Bojo, A Story of Community

By Emmanuel Kisembo
Originally PUBLISHED on
January 18, 2019

I grew up in Kajjansi, a major suburb of Uganda’s Capital, Kampala. My beginnings although not wealthy, were comfortable with no real worry in the world. Like many city slickers, my purview was limited to Kampala, Entebbe, and Jinja–any town outside these 3, might as well have been another country. I lived what I retrospectively consider a privileged life. Today is December 21, 2018, and as I ride down from Arua, I am in gratitude and reflection because it took a momentous, life-changing event to clear my vision and for me to find my raison d’etre.

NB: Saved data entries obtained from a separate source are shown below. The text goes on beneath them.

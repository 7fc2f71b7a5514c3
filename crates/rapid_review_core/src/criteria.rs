//! crates/rapid_review_core/src/criteria.rs
//!
//! Inclusion/exclusion criteria for a project, grouped by category, with
//! create/update/delete and AI-assisted generation. Only senior reviewers and
//! admins may change a project's criteria.

use std::collections::BTreeMap;

use tracing::{info, warn};
use uuid::Uuid;

use crate::access::{require_member, require_senior};
use crate::domain::{Criterion, CriterionDraft};
use crate::error::{CoreError, CoreResult};
use crate::ports::{CriteriaGenerationService, DatabaseService};

/// Group label for criteria without a category.
pub const UNCATEGORIZED: &str = "Uncategorized";

#[derive(Debug, Clone, PartialEq)]
pub struct CategoryGroup {
    pub category: String,
    pub criteria: Vec<Criterion>,
}

#[derive(Debug, Clone, PartialEq, Default)]
pub struct CriteriaGroups {
    pub inclusion: Vec<CategoryGroup>,
    pub exclusion: Vec<CategoryGroup>,
}

impl CriteriaGroups {
    pub fn len(&self) -> usize {
        self.inclusion
            .iter()
            .chain(self.exclusion.iter())
            .map(|g| g.criteria.len())
            .sum()
    }

    pub fn is_empty(&self) -> bool {
        self.len() == 0
    }
}

/// Splits criteria into inclusion and exclusion, then groups each side by category.
///
/// Named categories come first in alphabetical order; `Uncategorized` is last.
/// Criteria keep their input order within a group.
pub fn group_criteria(criteria: Vec<Criterion>) -> CriteriaGroups {
    let (inclusion, exclusion): (Vec<_>, Vec<_>) =
        criteria.into_iter().partition(|c| c.is_inclusion);

    CriteriaGroups {
        inclusion: group_by_category(inclusion),
        exclusion: group_by_category(exclusion),
    }
}

fn group_by_category(criteria: Vec<Criterion>) -> Vec<CategoryGroup> {
    let mut named: BTreeMap<String, Vec<Criterion>> = BTreeMap::new();
    let mut uncategorized = Vec::new();

    for criterion in criteria {
        match normalize_category(criterion.category.as_deref()) {
            Some(category) => named.entry(category).or_default().push(criterion),
            None => uncategorized.push(criterion),
        }
    }

    let mut groups: Vec<CategoryGroup> = named
        .into_iter()
        .map(|(category, criteria)| CategoryGroup { category, criteria })
        .collect();
    if !uncategorized.is_empty() {
        groups.push(CategoryGroup {
            category: UNCATEGORIZED.to_string(),
            criteria: uncategorized,
        });
    }
    groups
}

fn normalize_category(category: Option<&str>) -> Option<String> {
    category
        .map(str::trim)
        .filter(|c| !c.is_empty())
        .map(str::to_string)
}

/// Trims the draft and rejects empty text.
pub fn validate_draft(draft: &CriterionDraft) -> CoreResult<CriterionDraft> {
    let text = draft.text.trim();
    if text.is_empty() {
        return Err(CoreError::Validation(
            "criterion text must not be empty".to_string(),
        ));
    }
    Ok(CriterionDraft {
        text: text.to_string(),
        category: normalize_category(draft.category.as_deref()),
        is_inclusion: draft.is_inclusion,
    })
}

//=========================================================================================
// Criteria Operations
//=========================================================================================

pub async fn list_criteria(
    db: &dyn DatabaseService,
    project_id: Uuid,
    user_id: Uuid,
) -> CoreResult<CriteriaGroups> {
    require_member(db, project_id, user_id).await?;
    let criteria = db.list_criteria(project_id).await?;
    Ok(group_criteria(criteria))
}

pub async fn create_criterion(
    db: &dyn DatabaseService,
    project_id: Uuid,
    user_id: Uuid,
    draft: &CriterionDraft,
) -> CoreResult<Criterion> {
    let draft = validate_draft(draft)?;
    require_senior(db, project_id, user_id).await?;

    let criterion = db.create_criterion(project_id, &draft).await?;
    info!(criterion_id = %criterion.id, project_id = %project_id, "Criterion created");
    Ok(criterion)
}

pub async fn update_criterion(
    db: &dyn DatabaseService,
    criterion_id: Uuid,
    user_id: Uuid,
    draft: &CriterionDraft,
) -> CoreResult<Criterion> {
    let draft = validate_draft(draft)?;
    let existing = db.get_criterion(criterion_id).await?;
    require_senior(db, existing.project_id, user_id).await?;

    let criterion = db.update_criterion(criterion_id, &draft).await?;
    info!(criterion_id = %criterion_id, "Criterion updated");
    Ok(criterion)
}

pub async fn delete_criterion(
    db: &dyn DatabaseService,
    criterion_id: Uuid,
    user_id: Uuid,
) -> CoreResult<()> {
    let existing = db.get_criterion(criterion_id).await?;
    require_senior(db, existing.project_id, user_id).await?;

    db.delete_criterion(criterion_id).await?;
    info!(criterion_id = %criterion_id, "Criterion deleted");
    Ok(())
}

/// Asks the generation function for new criteria, stores them, and returns the refreshed list.
///
/// Drafts the generator returns with empty text are dropped.
pub async fn generate_criteria(
    db: &dyn DatabaseService,
    generator: &dyn CriteriaGenerationService,
    project_id: Uuid,
    user_id: Uuid,
) -> CoreResult<CriteriaGroups> {
    require_senior(db, project_id, user_id).await?;

    let (project, existing) =
        futures::try_join!(db.get_project(project_id), db.list_criteria(project_id))?;
    let drafts = generator.generate_criteria(&project, &existing).await?;

    let mut created = 0usize;
    for draft in &drafts {
        match validate_draft(draft) {
            Ok(draft) => {
                db.create_criterion(project_id, &draft).await?;
                created += 1;
            }
            Err(e) => warn!("Dropping generated criterion: {}", e),
        }
    }
    info!(project_id = %project_id, created, "Generated criteria stored");

    let criteria = db.list_criteria(project_id).await?;
    Ok(group_criteria(criteria))
}

#[cfg(test)]
mod tests {
    use super::*;
    use chrono::Utc;
    use pretty_assertions::assert_eq;

    fn criterion(text: &str, category: Option<&str>, is_inclusion: bool) -> Criterion {
        Criterion {
            id: Uuid::new_v4(),
            project_id: Uuid::nil(),
            text: text.to_string(),
            category: category.map(str::to_string),
            is_inclusion,
            created_at: Utc::now(),
        }
    }

    fn summary(groups: &[CategoryGroup]) -> Vec<(String, usize)> {
        groups
            .iter()
            .map(|g| (g.category.clone(), g.criteria.len()))
            .collect()
    }

    #[test]
    fn missing_category_groups_as_uncategorized() {
        let groups = group_criteria(vec![
            criterion("Adults over 18", Some("Population"), true),
            criterion("Peer reviewed", None, true),
        ]);

        assert_eq!(
            summary(&groups.inclusion),
            vec![("Population".to_string(), 1), (UNCATEGORIZED.to_string(), 1)]
        );
        assert!(groups.exclusion.is_empty());
        assert_eq!(groups.len(), 2);
    }

    #[test]
    fn splits_sides_and_orders_categories() {
        let groups = group_criteria(vec![
            criterion("No animal studies", Some("Population"), false),
            criterion("RCT", Some("Study design"), true),
            criterion("Blank category", Some("   "), false),
            criterion("Adults", Some("Population"), true),
            criterion("Children", Some(" Population "), true),
        ]);

        assert_eq!(
            summary(&groups.inclusion),
            vec![("Population".to_string(), 2), ("Study design".to_string(), 1)]
        );
        assert_eq!(
            summary(&groups.exclusion),
            vec![("Population".to_string(), 1), (UNCATEGORIZED.to_string(), 1)]
        );
        let population = &groups.inclusion[0].criteria;
        assert_eq!(population[0].text, "Adults");
        assert_eq!(population[1].text, "Children");
    }

    #[test]
    fn drafts_are_trimmed_and_validated() {
        let draft = validate_draft(&CriterionDraft {
            text: "  English language  ".to_string(),
            category: Some(" ".to_string()),
            is_inclusion: true,
        })
        .unwrap();
        assert_eq!(draft.text, "English language");
        assert_eq!(draft.category, None);

        let empty = validate_draft(&CriterionDraft {
            text: "\n\t".to_string(),
            category: None,
            is_inclusion: false,
        });
        assert!(matches!(empty, Err(CoreError::Validation(_))));
    }
}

On January 9, 2012, after an agonizing 2 weeks on oral and intravenous quinine for malaria, followed by a week on ciprofloxacin for typhoid and a final week on metformin, an orally-administered medication for Type 2 diabetes with the sole goal of bringing down the unrelenting 33mmol of glucose in my blood, I was diagnosed with Type 1 diabetes (T1D). I emerged out of this diabetic ketoacidosis haze, a brand-new man. I knew my life had changed forever and the journey as a Type 1 diabetes warrior was afoot.

Eventually, in my quest for information, knowledge and support groups for the condition, I found the Sonia Nabeta Foundation (SNF).

Now on my way back to Kampala after 4-days in Arua, where SNF hosted Camp Ecora, it all makes sense. Of the 56 warriors that descended upon Camp Ecora, I was in charge of 9 warriors in Team Tchala. Of the nine warriors, 9-year old Patrick Bojo illustrated the critical importance of a T1D community where the person right next to you is an instant friend because they understand the physical and emotional granularities of the condition that you live with each and every single day.  

Bojo was born in South Sudan where the war-torn country forced his father and paraplegic mother to flee to the Morobi refugee settlement in Northern Uganda. In December 2016, when Patrick’s battered body was experiencing what I had gone through 4 years earlier, his parents, already grappling with the woes of refugee status, left him at an orphanage in Adjumani, hoping to give their son his best chance at life. At 7, Bojo had experienced more trauma than most of us ever do in a lifetime and yet, here he was at the door of an orphanage, taking on more traumatic experiences because T1D was this massive unknown. Nobody knew what to do.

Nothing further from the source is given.